• Activity: Copying each record below exactly is the whole task.
BEGIN Records
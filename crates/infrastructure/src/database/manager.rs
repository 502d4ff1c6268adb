use std::sync::Arc;
use std::time::Duration;

use scheduler_core::{
    config::DatabaseConfig,
    traits::{ScheduleRepository, TrackingRepository},
    Result,
};
use tracing::info;

use super::postgres::{PostgresScheduleRepository, PostgresTrackingRepository};
use super::sqlite::{SqliteScheduleRepository, SqliteTrackingRepository};

/// Database type detection
#[derive(Debug, Clone, PartialEq)]
pub enum DatabaseType {
    PostgreSQL,
    SQLite,
}

impl DatabaseType {
    pub fn from_url(url: &str) -> Self {
        if url.starts_with("postgres://") || url.starts_with("postgresql://") {
            DatabaseType::PostgreSQL
        } else {
            DatabaseType::SQLite
        }
    }
}

/// Database connection pool enum
#[derive(Clone)]
pub enum DatabasePool {
    PostgreSQL(sqlx::PgPool),
    SQLite(sqlx::SqlitePool),
}

impl DatabasePool {
    /// Create pool from config with automatic type detection
    pub async fn new(config: &DatabaseConfig) -> Result<Self> {
        let acquire_timeout = Duration::from_secs(config.connection_timeout_seconds);

        match DatabaseType::from_url(&config.url) {
            DatabaseType::PostgreSQL => {
                let pool = sqlx::postgres::PgPoolOptions::new()
                    .max_connections(config.max_connections)
                    .min_connections(config.min_connections)
                    .acquire_timeout(acquire_timeout)
                    .connect(&config.url)
                    .await?;
                Ok(DatabasePool::PostgreSQL(pool))
            }
            DatabaseType::SQLite => {
                let pool = sqlx::sqlite::SqlitePoolOptions::new()
                    .max_connections(config.max_connections)
                    .min_connections(config.min_connections)
                    .acquire_timeout(acquire_timeout)
                    .connect(&config.url)
                    .await?;
                Ok(DatabasePool::SQLite(pool))
            }
        }
    }

    pub fn database_type(&self) -> DatabaseType {
        match self {
            DatabasePool::PostgreSQL(_) => DatabaseType::PostgreSQL,
            DatabasePool::SQLite(_) => DatabaseType::SQLite,
        }
    }

    pub async fn health_check(&self) -> Result<()> {
        match self {
            DatabasePool::PostgreSQL(pool) => {
                sqlx::query("SELECT 1").execute(pool).await?;
            }
            DatabasePool::SQLite(pool) => {
                sqlx::query("SELECT 1").execute(pool).await?;
            }
        }
        Ok(())
    }

    pub async fn close(&self) {
        match self {
            DatabasePool::PostgreSQL(pool) => pool.close().await,
            DatabasePool::SQLite(pool) => pool.close().await,
        }
    }
}

/// 统一的数据库管理器，负责建表并按数据库类型构造仓库
pub struct DatabaseManager {
    pool: DatabasePool,
}

impl DatabaseManager {
    pub async fn new(config: &DatabaseConfig) -> Result<Self> {
        let pool = DatabasePool::new(config).await?;
        Ok(Self { pool })
    }

    pub fn database_type(&self) -> DatabaseType {
        self.pool.database_type()
    }

    /// 创建调度表和跟踪表，可重复执行
    pub async fn migrate(&self) -> Result<()> {
        match &self.pool {
            DatabasePool::PostgreSQL(pool) => {
                PostgresScheduleRepository::run_migrations(pool).await?;
                PostgresTrackingRepository::run_migrations(pool).await?;
            }
            DatabasePool::SQLite(pool) => {
                SqliteScheduleRepository::run_migrations(pool).await?;
                SqliteTrackingRepository::run_migrations(pool).await?;
            }
        }
        info!("数据库迁移完成: {:?}", self.database_type());
        Ok(())
    }

    pub async fn health_check(&self) -> Result<()> {
        self.pool.health_check().await
    }

    pub async fn close(&self) {
        self.pool.close().await
    }

    pub fn schedule_repository(&self) -> Arc<dyn ScheduleRepository> {
        match &self.pool {
            DatabasePool::PostgreSQL(pool) => {
                Arc::new(PostgresScheduleRepository::new(pool.clone()))
            }
            DatabasePool::SQLite(pool) => Arc::new(SqliteScheduleRepository::new(pool.clone())),
        }
    }

    pub fn tracking_repository(&self) -> Arc<dyn TrackingRepository> {
        match &self.pool {
            DatabasePool::PostgreSQL(pool) => {
                Arc::new(PostgresTrackingRepository::new(pool.clone()))
            }
            DatabasePool::SQLite(pool) => Arc::new(SqliteTrackingRepository::new(pool.clone())),
        }
    }
}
END Records
• Response:
filename crates/infrastructure/src/database/manager.rs
repository 502d4ff1c6268adb
use std::sync::Arc;
use std::time::Duration;

use scheduler_core::{
    config::DatabaseConfig,
    traits::{ScheduleRepository, TrackingRepository},
    Result,
};
use tracing::info;

use super::postgres::{PostgresScheduleRepository, PostgresTrackingRepository};
use super::sqlite::{SqliteScheduleRepository, SqliteTrackingRepository};

/// Database type detection
#[derive(Debug, Clone, PartialEq)]
pub enum DatabaseType {
    PostgreSQL,
    SQLite,
}

impl DatabaseType {
    pub fn from_url(url: &str) -> Self {
        if url.starts_with("postgres://") || url.starts_with("postgresql://") {
            DatabaseType::PostgreSQL
        } else {
            DatabaseType::SQLite
        }
    }
}

/// Database connection pool enum
#[derive(Clone)]
pub enum DatabasePool {
    PostgreSQL(sqlx::PgPool),
    SQLite(sqlx::SqlitePool),
}

impl DatabasePool {
    /// Create pool from config with automatic type detection
    pub async fn new(config: &DatabaseConfig) -> Result<Self> {
        let acquire_timeout = Duration::from_secs(config.connection_timeout_seconds);

        match DatabaseType::from_url(&config.url) {
            DatabaseType::PostgreSQL => {
                let pool = sqlx::postgres::PgPoolOptions::new()
                    .max_connections(config.max_connections)
                    .min_connections(config.min_connections)
                    .acquire_timeout(acquire_timeout)
                    .connect(&config.url)
                    .await?;
                Ok(DatabasePool::PostgreSQL(pool))
            }
            DatabaseType::SQLite => {
                let pool = sqlx::sqlite::SqlitePoolOptions::new()
                    .max_connections(config.max_connections)
                    .min_connections(config.min_connections)
                    .acquire_timeout(acquire_timeout)
                    .connect(&config.url)
                    .await?;
                Ok(DatabasePool::SQLite(pool))
            }
        }
    }

    pub fn database_type(&self) -> DatabaseType {
        match self {
            DatabasePool::PostgreSQL(_) => DatabaseType::PostgreSQL,
            DatabasePool::SQLite(_) => DatabaseType::SQLite,
        }
    }

    pub async fn health_check(&self) -> Result<()> {
        match self {
            DatabasePool::PostgreSQL(pool) => {
                sqlx::query("SELECT 1").execute(pool).await?;
            }
            DatabasePool::SQLite(pool) => {
                sqlx::query("SELECT 1").execute(pool).await?;
            }
        }
        Ok(())
    }

    pub async fn close(&self) {
        match self {
            DatabasePool::PostgreSQL(pool) => pool.close().await,
            DatabasePool::SQLite(pool) => pool.close().await,
        }
    }
}

/// 统一的数据库管理器，负责建表并按数据库类型构造仓库
pub struct DatabaseManager {
    pool: DatabasePool,
}

impl DatabaseManager {
    pub async fn new(config: &DatabaseConfig) -> Result<Self> {
        let pool = DatabasePool::new(config).await?;
        Ok(Self { pool })
    }

    pub fn database_type(&self) -> DatabaseType {
        self.pool.database_type()
    }

    /// 创建调度表和跟踪表，可重复执行
    pub async fn migrate(&self) -> Result<()> {
        match &self.pool {
            DatabasePool::PostgreSQL(pool) => {
                PostgresScheduleRepository::run_migrations(pool).await?;
                PostgresTrackingRepository::run_migrations(pool).await?;
            }
            DatabasePool::SQLite(pool) => {
                SqliteScheduleRepository::run_migrations(pool).await?;
                SqliteTrackingRepository::run_migrations(pool).await?;
            }
        }
        info!("数据库迁移完成: {:?}", self.database_type());
        Ok(())
    }

    pub async fn health_check(&self) -> Result<()> {
        self.pool.health_check().await
    }

    pub async fn close(&self) {
        self.pool.close().await
    }

    pub fn schedule_repository(&self) -> Arc<dyn ScheduleRepository> {
        match &self.pool {
            DatabasePool::PostgreSQL(pool) => {
                Arc::new(PostgresScheduleRepository::new(pool.clone()))
            }
            DatabasePool::SQLite(pool) => Arc::new(SqliteScheduleRepository::new(pool.clone())),
        }
    }

    pub fn tracking_repository(&self) -> Arc<dyn TrackingRepository> {
        match &self.pool {
            DatabasePool::PostgreSQL(pool) => {
                Arc::new(PostgresTrackingRepository::new(pool.clone()))
            }
            DatabasePool::SQLite(pool) => Arc::new(SqliteTrackingRepository::new(pool.clone())),
        }
    }
}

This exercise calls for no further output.